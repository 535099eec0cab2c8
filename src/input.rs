//! Key bindings: normal and vim-style.

use crossterm::event::{KeyCode, KeyEvent, KeyModifiers};

/// Direction for cursor movement and swipe-swaps.
#[derive(Debug, Clone, Copy, PartialEq, Eq)]
pub enum Dir {
    Left,
    Right,
    Up,
    Down,
}

impl Dir {
    /// Apply to a board coordinate, clamped to `0..size` on each axis.
    pub fn applied_to(self, (x, y): (usize, usize), size: usize) -> (usize, usize) {
        match self {
            Self::Left => (x.saturating_sub(1), y),
            Self::Right => ((x + 1).min(size - 1), y),
            Self::Up => (x, y.saturating_sub(1)),
            Self::Down => (x, (y + 1).min(size - 1)),
        }
    }
}

/// Action from a key press.
#[derive(Debug, Clone, Copy, PartialEq, Eq)]
pub enum Action {
    Move(Dir),
    /// Select the cursor tile (or swap with the prior selection).
    Select,
    /// Swipe gesture: swap the cursor tile with its neighbour.
    Swap(Dir),
    Shuffle,
    Bomb,
    ExtraTime,
    Pause,
    Quit,
    None,
}

/// Map key event to game action. Supports both normal (arrows, space,
/// shift+arrows to swap) and vim (hjkl / HJKL).
pub fn key_to_action(key: KeyEvent) -> Action {
    let KeyEvent {
        code, modifiers, ..
    } = key;
    let no_mod = modifiers.is_empty() || modifiers == KeyModifiers::SHIFT;
    if !no_mod && modifiers != KeyModifiers::CONTROL {
        return Action::None;
    }
    let shifted = modifiers == KeyModifiers::SHIFT;
    match code {
        KeyCode::Char('q') | KeyCode::Esc if no_mod => Action::Quit,
        KeyCode::Char('p') | KeyCode::Char(' ') if modifiers == KeyModifiers::CONTROL => {
            Action::Pause
        }
        KeyCode::Char('p') if no_mod => Action::Pause,
        KeyCode::Left if shifted => Action::Swap(Dir::Left),
        KeyCode::Right if shifted => Action::Swap(Dir::Right),
        KeyCode::Up if shifted => Action::Swap(Dir::Up),
        KeyCode::Down if shifted => Action::Swap(Dir::Down),
        KeyCode::Char('H') => Action::Swap(Dir::Left),
        KeyCode::Char('L') => Action::Swap(Dir::Right),
        KeyCode::Char('K') => Action::Swap(Dir::Up),
        KeyCode::Char('J') => Action::Swap(Dir::Down),
        KeyCode::Left | KeyCode::Char('h') if no_mod => Action::Move(Dir::Left),
        KeyCode::Right | KeyCode::Char('l') if no_mod => Action::Move(Dir::Right),
        KeyCode::Up | KeyCode::Char('k') if no_mod => Action::Move(Dir::Up),
        KeyCode::Down | KeyCode::Char('j') if no_mod => Action::Move(Dir::Down),
        KeyCode::Enter | KeyCode::Char(' ') if no_mod => Action::Select,
        KeyCode::Char('1') if no_mod => Action::Shuffle,
        KeyCode::Char('2') if no_mod => Action::Bomb,
        KeyCode::Char('3') if no_mod => Action::ExtraTime,
        _ => Action::None,
    }
}

#[cfg(test)]
mod tests {
    use super::*;
    use crossterm::event::KeyEvent;

    #[test]
    fn shift_arrow_swaps() {
        let key = KeyEvent::new(KeyCode::Left, KeyModifiers::SHIFT);
        assert_eq!(key_to_action(key), Action::Swap(Dir::Left));
    }

    #[test]
    fn dir_clamps_at_edges() {
        assert_eq!(Dir::Left.applied_to((0, 3), 6), (0, 3));
        assert_eq!(Dir::Right.applied_to((5, 3), 6), (5, 3));
        assert_eq!(Dir::Down.applied_to((2, 5), 6), (2, 5));
        assert_eq!(Dir::Up.applied_to((2, 0), 6), (2, 0));
    }
}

▬▬▬▬▬▬▬▬▬▬

**Work item:** Complete, exact output of the records is expected.

**Solved problem:**
repository 535099eec0cab2c8
filename src/input.rs
//! Key bindings: normal and vim-style.

use crossterm::event::{KeyCode, KeyEvent, KeyModifiers};

/// Direction for cursor movement and swipe-swaps.
#[derive(Debug, Clone, Copy, PartialEq, Eq)]
pub enum Dir {
    Left,
    Right,
    Up,
    Down,
}

impl Dir {
    /// Apply to a board coordinate, clamped to `0..size` on each axis.
    pub fn applied_to(self, (x, y): (usize, usize), size: usize) -> (usize, usize) {
        match self {
            Self::Left => (x.saturating_sub(1), y),
            Self::Right => ((x + 1).min(size - 1), y),
            Self::Up => (x, y.saturating_sub(1)),
            Self::Down => (x, (y + 1).min(size - 1)),
        }
    }
}

/// Action from a key press.
#[derive(Debug, Clone, Copy, PartialEq, Eq)]
pub enum Action {
    Move(Dir),
    /// Select the cursor tile (or swap with the prior selection).
    Select,
    /// Swipe gesture: swap the cursor tile with its neighbour.
    Swap(Dir),
    Shuffle,
    Bomb,
    ExtraTime,
    Pause,
    Quit,
    None,
}

/// Map key event to game action. Supports both normal (arrows, space,
/// shift+arrows to swap) and vim (hjkl / HJKL).
pub fn key_to_action(key: KeyEvent) -> Action {
    let KeyEvent {
        code, modifiers, ..
    } = key;
    let no_mod = modifiers.is_empty() || modifiers == KeyModifiers::SHIFT;
    if !no_mod && modifiers != KeyModifiers::CONTROL {
        return Action::None;
    }
    let shifted = modifiers == KeyModifiers::SHIFT;
    match code {
        KeyCode::Char('q') | KeyCode::Esc if no_mod => Action::Quit,
        KeyCode::Char('p') | KeyCode::Char(' ') if modifiers == KeyModifiers::CONTROL => {
            Action::Pause
        }
        KeyCode::Char('p') if no_mod => Action::Pause,
        KeyCode::Left if shifted => Action::Swap(Dir::Left),
        KeyCode::Right if shifted => Action::Swap(Dir::Right),
        KeyCode::Up if shifted => Action::Swap(Dir::Up),
        KeyCode::Down if shifted => Action::Swap(Dir::Down),
        KeyCode::Char('H') => Action::Swap(Dir::Left),
        KeyCode::Char('L') => Action::Swap(Dir::Right),
        KeyCode::Char('K') => Action::Swap(Dir::Up),
        KeyCode::Char('J') => Action::Swap(Dir::Down),
        KeyCode::Left | KeyCode::Char('h') if no_mod => Action::Move(Dir::Left),
        KeyCode::Right | KeyCode::Char('l') if no_mod => Action::Move(Dir::Right),
        KeyCode::Up | KeyCode::Char('k') if no_mod => Action::Move(Dir::Up),
        KeyCode::Down | KeyCode::Char('j') if no_mod => Action::Move(Dir::Down),
        KeyCode::Enter | KeyCode::Char(' ') if no_mod => Action::Select,
        KeyCode::Char('1') if no_mod => Action::Shuffle,
        KeyCode::Char('2') if no_mod => Action::Bomb,
        KeyCode::Char('3') if no_mod => Action::ExtraTime,
        _ => Action::None,
    }
}

#[cfg(test)]
mod tests {
    use super::*;
    use crossterm::event::KeyEvent;

    #[test]
    fn shift_arrow_swaps() {
        let key = KeyEvent::new(KeyCode::Left, KeyModifiers::SHIFT);
        assert_eq!(key_to_action(key), Action::Swap(Dir::Left));
    }

    #[test]
    fn dir_clamps_at_edges() {
        assert_eq!(Dir::Left.applied_to((0, 3), 6), (0, 3));
        assert_eq!(Dir::Right.applied_to((5, 3), 6), (5, 3));
        assert_eq!(Dir::Down.applied_to((2, 5), 6), (2, 5));
        assert_eq!(Dir::Up.applied_to((2, 0), 6), (2, 0));
    }
}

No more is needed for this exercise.